# NOAA GEFS analysis


_View the latest documentation at https://dynamical.org/catalog/noaa-gefs-analysis/ ._

| | |
|---|---|
| Spatial domain | Global |
| Spatial resolution | 0.25 degrees (~20km) |
| Time domain | 2000-01-01 00:00:00 UTC to Present |
| Time resolution | 3.0 hours |

### Data Access
```
https://data.dynamical.org/noaa/gefs/analysis/latest.zarr?email=optional@email.com
```

*\* Email optional. Providing your email as a query param helps us understand usage and impact to keep dynamical.org supported for the long-term. For catalog updates follow [here](https://dynamical.org/updates).*

The Global Ensemble Forecast System (GEFS) is a National Oceanic and Atmospheric Administration (NOAA) National Centers for Environmental Prediction (NCEP) weather forecast model.

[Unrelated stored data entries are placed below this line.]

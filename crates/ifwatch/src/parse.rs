//! Wire-format primitive parsers.
//!
//! Multi-byte integers are decoded explicitly little-endian. The kernel
//! writes netlink in host byte order; on the platforms this crate supports
//! that is little-endian, and decoding it explicitly keeps the parsers
//! honest about what they accept.

use winnow::binary::{le_i32, le_u16, le_u32};
use winnow::error::ContextError;
use winnow::prelude::*;
use winnow::token::take;

/// Result type for winnow parsers.
pub(crate) type PResult<T> = core::result::Result<T, winnow::error::ErrMode<ContextError>>;

/// Parse a single byte.
pub(crate) fn parse_u8(input: &mut &[u8]) -> PResult<u8> {
    let bytes: &[u8] = take(1usize).parse_next(input)?;
    Ok(bytes[0])
}

/// Skip `n` padding bytes.
pub(crate) fn skip(input: &mut &[u8], n: usize) -> PResult<()> {
    let _: &[u8] = take(n).parse_next(input)?;
    Ok(())
}

/// Parse a u16, little endian.
pub(crate) fn parse_u16(input: &mut &[u8]) -> PResult<u16> {
    le_u16.parse_next(input)
}

/// Parse a u32, little endian.
pub(crate) fn parse_u32(input: &mut &[u8]) -> PResult<u32> {
    le_u32.parse_next(input)
}

/// Parse an i32, little endian.
pub(crate) fn parse_i32(input: &mut &[u8]) -> PResult<i32> {
    le_i32.parse_next(input)
}

#[cfg(test)]
mod tests {
    use super::*;

    #[test]
    fn primitives_advance_input() {
        let data = [0x01u8, 0x02, 0x03, 0x00, 0x00, 0x00];
        let mut input = &data[..];
        assert_eq!(parse_u8(&mut input).unwrap(), 0x01);
        assert_eq!(parse_u8(&mut input).unwrap(), 0x02);
        assert_eq!(parse_u32(&mut input).unwrap(), 3);
        assert!(input.is_empty());
    }

    #[test]
    fn truncated_input_fails() {
        let mut input = &[0x01u8][..];
        assert!(parse_u32(&mut input).is_err());
    }
}
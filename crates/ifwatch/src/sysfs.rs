//! Interface enumeration through sysfs.
//!
//! Complements the event stream with point-in-time queries that need no
//! socket: which interfaces exist, and which sit behind a bridge.

use std::path::Path;

use tracing::debug;

use crate::error::Result;

const CLASS_NET: &str = "/sys/class/net";

/// Names of all network interfaces currently attached, sorted.
pub fn attached_interfaces() -> Result<Vec<String>> {
    list_names(Path::new(CLASS_NET))
}

/// Names of the ports enslaved to a bridge, sorted. Empty when the named
/// interface is not a bridge.
pub fn bridged_interfaces(bridge: &str) -> Result<Vec<String>> {
    let dir = Path::new(CLASS_NET).join(bridge).join("brif");
    if !dir.is_dir() {
        debug!(bridge, "no bridge port directory");
        return Ok(Vec::new());
    }
    list_names(&dir)
}

fn list_names(dir: &Path) -> Result<Vec<String>> {
    let mut names = Vec::new();
    for entry in std::fs::read_dir(dir)? {
        let entry = entry?;
        if let Some(name) = entry.file_name().to_str() {
            names.push(name.to_owned());
        }
    }
    names.sort();
    Ok(names)
}
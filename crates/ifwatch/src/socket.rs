//! Blocking rtnetlink socket with poll-based readiness.

use std::io;
use std::os::unix::io::AsRawFd;
use std::time::{Duration, Instant};

use bytes::BytesMut;
use netlink_sys::{protocols, Socket, SocketAddr};
use tracing::debug;

use crate::error::Result;

/// rtnetlink multicast groups this crate subscribes to.
pub mod rtnetlink_groups {
    /// Link state changes.
    pub const RTNLGRP_LINK: u32 = 1;
    /// IPv4 address changes.
    pub const RTNLGRP_IPV4_IFADDR: u32 = 5;
}

/// Receive buffer size. Large enough for a full dump chunk with stats64
/// blocks on every interface.
const RECV_BUF_LEN: usize = 65536;

/// A bound NETLINK_ROUTE socket.
///
/// All I/O is blocking; callers gate reads behind [`poll_read`] to bound
/// how long they wait.
///
/// [`poll_read`]: NetlinkSocket::poll_read
pub struct NetlinkSocket {
    socket: Socket,
    pid: u32,
}

impl NetlinkSocket {
    /// Open and bind a route socket, letting the kernel pick the port id.
    pub fn new() -> Result<Self> {
        let mut socket = Socket::new(protocols::NETLINK_ROUTE)?;
        let mut addr = SocketAddr::new(0, 0);
        socket.bind(&addr)?;
        socket.get_address(&mut addr)?;
        let pid = addr.port_number();
        debug!(pid, "bound rtnetlink socket");
        Ok(NetlinkSocket { socket, pid })
    }

    /// Port id the kernel assigned at bind time.
    pub fn pid(&self) -> u32 {
        self.pid
    }

    /// Join a multicast group.
    pub fn subscribe(&mut self, group: u32) -> Result<()> {
        self.socket.add_membership(group)?;
        debug!(group, "joined rtnetlink group");
        Ok(())
    }

    /// Send one request packet to the kernel.
    pub fn send(&self, packet: &[u8]) -> Result<()> {
        self.socket.send(packet, 0)?;
        Ok(())
    }

    /// Wait for the socket to become readable.
    ///
    /// Returns `Ok(true)` when data is waiting, `Ok(false)` on timeout.
    /// `None` waits forever. Interrupted waits retry with whatever time
    /// is left of the original budget.
    pub fn poll_read(&self, timeout: Option<Duration>) -> Result<bool> {
        let deadline = timeout.map(|t| Instant::now() + t);
        let mut fds = [libc::pollfd {
            fd: self.socket.as_raw_fd(),
            events: libc::POLLIN,
            revents: 0,
        }];
        loop {
            let millis = match deadline {
                Some(d) => {
                    let left = d.saturating_duration_since(Instant::now());
                    i32::try_from(left.as_millis()).unwrap_or(i32::MAX)
                }
                None => -1,
            };
            // SAFETY: fds points at one valid pollfd for the call's duration.
            let rc = unsafe { libc::poll(fds.as_mut_ptr(), 1, millis) };
            match rc {
                0 => return Ok(false),
                1 => return Ok(true),
                _ => {
                    let err = io::Error::last_os_error();
                    if err.kind() == io::ErrorKind::Interrupted {
                        continue;
                    }
                    return Err(err.into());
                }
            }
        }
    }

    /// Receive one datagram. Blocks; call after `poll_read` says readable.
    pub fn recv(&self) -> Result<Vec<u8>> {
        let mut buf = BytesMut::with_capacity(RECV_BUF_LEN);
        let len = self.socket.recv(&mut buf, 0)?;
        debug!(len, "received rtnetlink datagram");
        Ok(buf.to_vec())
    }
}

#[cfg(test)]
mod tests {
    use super::*;

    #[test]
    fn poll_read_honors_its_budget() {
        // Needs a route socket; skip where the environment forbids one.
        let Ok(socket) = NetlinkSocket::new() else {
            return;
        };
        let start = Instant::now();
        // No subscriptions and no request sent, so nothing is readable.
        let ready = socket.poll_read(Some(Duration::from_millis(20))).unwrap();
        assert!(!ready);
        let elapsed = start.elapsed();
        assert!(elapsed >= Duration::from_millis(15));
        assert!(elapsed < Duration::from_secs(2));
    }
}
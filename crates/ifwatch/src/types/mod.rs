//! Fixed-size rtnetlink body structures.

pub mod addr;
pub mod link;
//! Message bodies lifted into events.
//!
//! [`decode_frame`] is the single entry point: it maps a message type and
//! payload to an [`Event`], to stream control ([`Decoded::Done`]), or to
//! nothing at all. Malformed bodies decode to [`Decoded::Ignored`], never
//! to an error; one bad message must not take down the stream.

pub mod addr;
pub mod link;

use tracing::debug;

pub use addr::AddressEvent;
pub use link::LinkEvent;

use crate::message::NlMsgType;
use crate::types::addr::IFADDR_LEN;
use crate::types::link::IFINFO_LEN;

/// One decoded interface event.
#[derive(Debug, Clone, PartialEq)]
#[cfg_attr(feature = "output", derive(serde::Serialize))]
#[cfg_attr(feature = "output", serde(tag = "kind", rename_all = "snake_case"))]
pub enum Event {
    /// Interface state change.
    Link(LinkEvent),
    /// Address add or remove.
    Address(AddressEvent),
}

impl Event {
    /// Interface name the event concerns, when one was decoded.
    pub fn name(&self) -> Option<&str> {
        match self {
            Event::Link(link) => link.name(),
            Event::Address(addr) => addr.label(),
        }
    }
}

/// Outcome of decoding one framed message.
#[derive(Debug, Clone, PartialEq)]
pub enum Decoded {
    /// A usable event.
    Event(Event),
    /// End of a dump (NLMSG_DONE).
    Done,
    /// Unknown type or undecodable body.
    Ignored,
}

/// Decode one message payload by its header type.
pub fn decode_frame(msg_type: u16, payload: &[u8]) -> Decoded {
    match msg_type {
        NlMsgType::DONE => Decoded::Done,
        NlMsgType::RTM_NEWLINK | NlMsgType::RTM_DELLINK if payload.len() >= IFINFO_LEN => {
            let exists = msg_type == NlMsgType::RTM_NEWLINK;
            match LinkEvent::parse(exists, payload) {
                Some(event) => Decoded::Event(Event::Link(event)),
                None => {
                    debug!(msg_type, len = payload.len(), "dropped link message");
                    Decoded::Ignored
                }
            }
        }
        NlMsgType::RTM_NEWADDR | NlMsgType::RTM_DELADDR if payload.len() >= IFADDR_LEN => {
            let exists = msg_type == NlMsgType::RTM_NEWADDR;
            match AddressEvent::parse(exists, payload) {
                Some(event) => Decoded::Event(Event::Address(event)),
                None => {
                    debug!(msg_type, len = payload.len(), "dropped address message");
                    Decoded::Ignored
                }
            }
        }
        _ => Decoded::Ignored,
    }
}

#[cfg(test)]
mod tests {
    use super::*;
    use crate::fixtures;

    #[test]
    fn done_is_stream_control() {
        assert_eq!(decode_frame(NlMsgType::DONE, &[]), Decoded::Done);
    }

    #[test]
    fn unknown_type_is_ignored() {
        assert_eq!(decode_frame(2, &[0u8; 32]), Decoded::Ignored);
    }

    #[test]
    fn short_link_body_is_ignored() {
        assert_eq!(
            decode_frame(NlMsgType::RTM_NEWLINK, &[0u8; 8]),
            Decoded::Ignored
        );
    }

    #[test]
    fn dellink_clears_exists() {
        let body = fixtures::link_body(2, 0, 0, "eth0");
        match decode_frame(NlMsgType::RTM_DELLINK, &body) {
            Decoded::Event(Event::Link(link)) => assert!(!link.exists),
            other => panic!("unexpected decode: {other:?}"),
        }
    }
}
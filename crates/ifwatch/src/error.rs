//! Error types for rtnetlink decoding and streaming.

use std::io;

/// Result type for ifwatch operations.
pub type Result<T> = std::result::Result<T, Error>;

/// Errors that can occur while receiving or decoding rtnetlink messages.
///
/// Only transport failures ever reach the caller of the event stream;
/// malformed messages and unrecognized attributes are recovered locally.
#[derive(Debug, thiserror::Error)]
pub enum Error {
    /// I/O error from socket operations.
    #[error("I/O error: {0}")]
    Io(#[from] io::Error),

    /// Message or attribute was truncated.
    #[error("truncated: expected {expected} bytes, got {actual}")]
    Truncated {
        /// Declared length.
        expected: usize,
        /// Bytes actually available.
        actual: usize,
    },

    /// Invalid interface-name glob pattern.
    #[error("invalid glob pattern: {0}")]
    Pattern(#[from] globset::Error),
}
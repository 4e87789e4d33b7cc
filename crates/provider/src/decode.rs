//! Decoding of current-weather payloads into observations.
//!
//! The provider reports temperature in Kelvin and omits the `rain` object
//! entirely when there is no precipitation. Decoding converts to Celsius
//! rounded to one decimal place and defaults precipitation to `0.0`.

use chrono::NaiveDate;
use serde::Deserialize;

use aeolus_engine::Observation;

use crate::error::ProviderError;

/// Current-weather response body, reduced to the fields we consume.
#[derive(Debug, Deserialize)]
struct CurrentWeather {
    #[serde(default)]
    weather: Vec<Condition>,
    main: MainReadings,
    wind: Wind,
    #[serde(default)]
    rain: Option<Rain>,
}

#[derive(Debug, Deserialize)]
struct Condition {
    description: String,
}

#[derive(Debug, Deserialize)]
struct MainReadings {
    /// Temperature in Kelvin.
    temp: f64,
    humidity: f64,
}

#[derive(Debug, Deserialize)]
struct Wind {
    speed: f64,
}

/// Precipitation volume for the last hour or the last three hours.
#[derive(Debug, Deserialize)]
struct Rain {
    #[serde(rename = "1h", default)]
    one_hour: Option<f64>,
    #[serde(rename = "3h", default)]
    three_hour: Option<f64>,
}

/// Decodes one current-weather JSON payload into an [`Observation`]
/// stamped with the given acquisition date.
///
/// # Errors
///
/// Returns [`ProviderError::Payload`] if the body is not valid JSON or is
/// missing a required section (`main`, `wind`).
pub fn decode_current(
    payload: &str,
    station_id: &str,
    date: NaiveDate,
) -> Result<Observation, ProviderError> {
    let current: CurrentWeather = serde_json::from_str(payload)?;

    let description = current
        .weather
        .first()
        .map(|c| c.description.clone())
        .unwrap_or_default();
    let temperature = round_to_tenth(current.main.temp - 273.15);
    let precipitation = current
        .rain
        .and_then(|r| r.one_hour.or(r.three_hour))
        .unwrap_or(0.0);

    Ok(Observation::new(
        date,
        station_id,
        description,
        temperature,
        current.main.humidity,
        current.wind.speed,
        precipitation,
    ))
}

// Half-ties round toward positive infinity, so -2.25 becomes -2.2.
fn round_to_tenth(value: f64) -> f64 {
    (value * 10.0 + 0.5).floor() / 10.0
}

#[cfg(test)]
mod tests {
    use super::*;
    use approx::assert_relative_eq;

    fn date() -> NaiveDate {
        NaiveDate::from_ymd_opt(2024, 6, 1).unwrap()
    }

    const FULL_PAYLOAD: &str = r#"{
        "weather": [{"id": 500, "main": "Rain", "description": "light rain"}],
        "main": {"temp": 284.25, "humidity": 81},
        "wind": {"speed": 4.6, "deg": 220},
        "rain": {"1h": 0.35}
    }"#;

    #[test]
    fn decodes_full_payload() {
        let obs = decode_current(FULL_PAYLOAD, "London", date()).unwrap();
        assert_eq!(obs.station_id, "London");
        assert_eq!(obs.description, "light rain");
        // 284.25 K = 11.1 °C after rounding to one decimal.
        assert_relative_eq!(obs.temperature, 11.1, epsilon = 1e-9);
        assert_relative_eq!(obs.humidity, 81.0, epsilon = 1e-12);
        assert_relative_eq!(obs.wind_speed, 4.6, epsilon = 1e-12);
        assert_relative_eq!(obs.precipitation, 0.35, epsilon = 1e-12);
        assert_eq!(obs.date, date());
    }

    #[test]
    fn missing_rain_defaults_to_zero() {
        let payload = r#"{
            "weather": [{"description": "clear sky"}],
            "main": {"temp": 297.15, "humidity": 40},
            "wind": {"speed": 2.1}
        }"#;
        let obs = decode_current(payload, "Paris", date()).unwrap();
        assert_eq!(obs.precipitation, 0.0);
        assert_relative_eq!(obs.temperature, 24.0, epsilon = 1e-9);
    }

    #[test]
    fn three_hour_rain_is_a_fallback() {
        let payload = r#"{
            "weather": [{"description": "rain"}],
            "main": {"temp": 280.15, "humidity": 95},
            "wind": {"speed": 6.0},
            "rain": {"3h": 2.4}
        }"#;
        let obs = decode_current(payload, "Tokyo", date()).unwrap();
        assert_relative_eq!(obs.precipitation, 2.4, epsilon = 1e-12);
    }

    #[test]
    fn missing_weather_array_yields_empty_description() {
        let payload = r#"{
            "main": {"temp": 273.15, "humidity": 100},
            "wind": {"speed": 0.0}
        }"#;
        let obs = decode_current(payload, "Berlin", date()).unwrap();
        assert!(obs.description.is_empty());
        assert_relative_eq!(obs.temperature, 0.0, epsilon = 1e-9);
    }

    #[test]
    fn rounding_is_to_one_decimal_place() {
        let payload = r#"{
            "weather": [],
            "main": {"temp": 284.29, "humidity": 50},
            "wind": {"speed": 1.0}
        }"#;
        let obs = decode_current(payload, "London", date()).unwrap();
        // 284.29 - 273.15 = 11.14 -> 11.1
        assert_relative_eq!(obs.temperature, 11.1, epsilon = 1e-9);
    }

    #[test]
    fn negative_half_ties_round_toward_positive_infinity() {
        assert_relative_eq!(round_to_tenth(-0.25), -0.2, epsilon = 1e-12);
        assert_relative_eq!(round_to_tenth(0.25), 0.3, epsilon = 1e-12);
        assert_relative_eq!(round_to_tenth(-2.25), -2.2, epsilon = 1e-12);
    }

    #[test]
    fn negative_temperatures_round_like_positive_ones() {
        // 262.95 K is -10.2 °C; the tie-break only matters on exact halves.
        let payload = r#"{
            "weather": [],
            "main": {"temp": 262.95, "humidity": 70},
            "wind": {"speed": 3.0}
        }"#;
        let obs = decode_current(payload, "Reykjavik", date()).unwrap();
        assert_relative_eq!(obs.temperature, -10.2, epsilon = 1e-9);
    }

    #[test]
    fn malformed_json_is_a_payload_error() {
        let err = decode_current("not json", "London", date()).unwrap_err();
        assert!(matches!(err, ProviderError::Payload { .. }));
    }

    #[test]
    fn missing_main_section_is_a_payload_error() {
        let payload = r#"{"weather": [], "wind": {"speed": 1.0}}"#;
        let err = decode_current(payload, "London", date()).unwrap_err();
        assert!(matches!(err, ProviderError::Payload { .. }));
    }
}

This analysis dataset is an archive of the model's best estimate of past weather. It is created by concatenating the first few hours of each historical forecast to provide a dataset with dimensions time, latitude, and longitude.

This dataset is designed to be used in conjunction with the [GEFS forecast 35 day](https://dynamical.org/catalog/noaa-gefs-forecast-35-day) dataset.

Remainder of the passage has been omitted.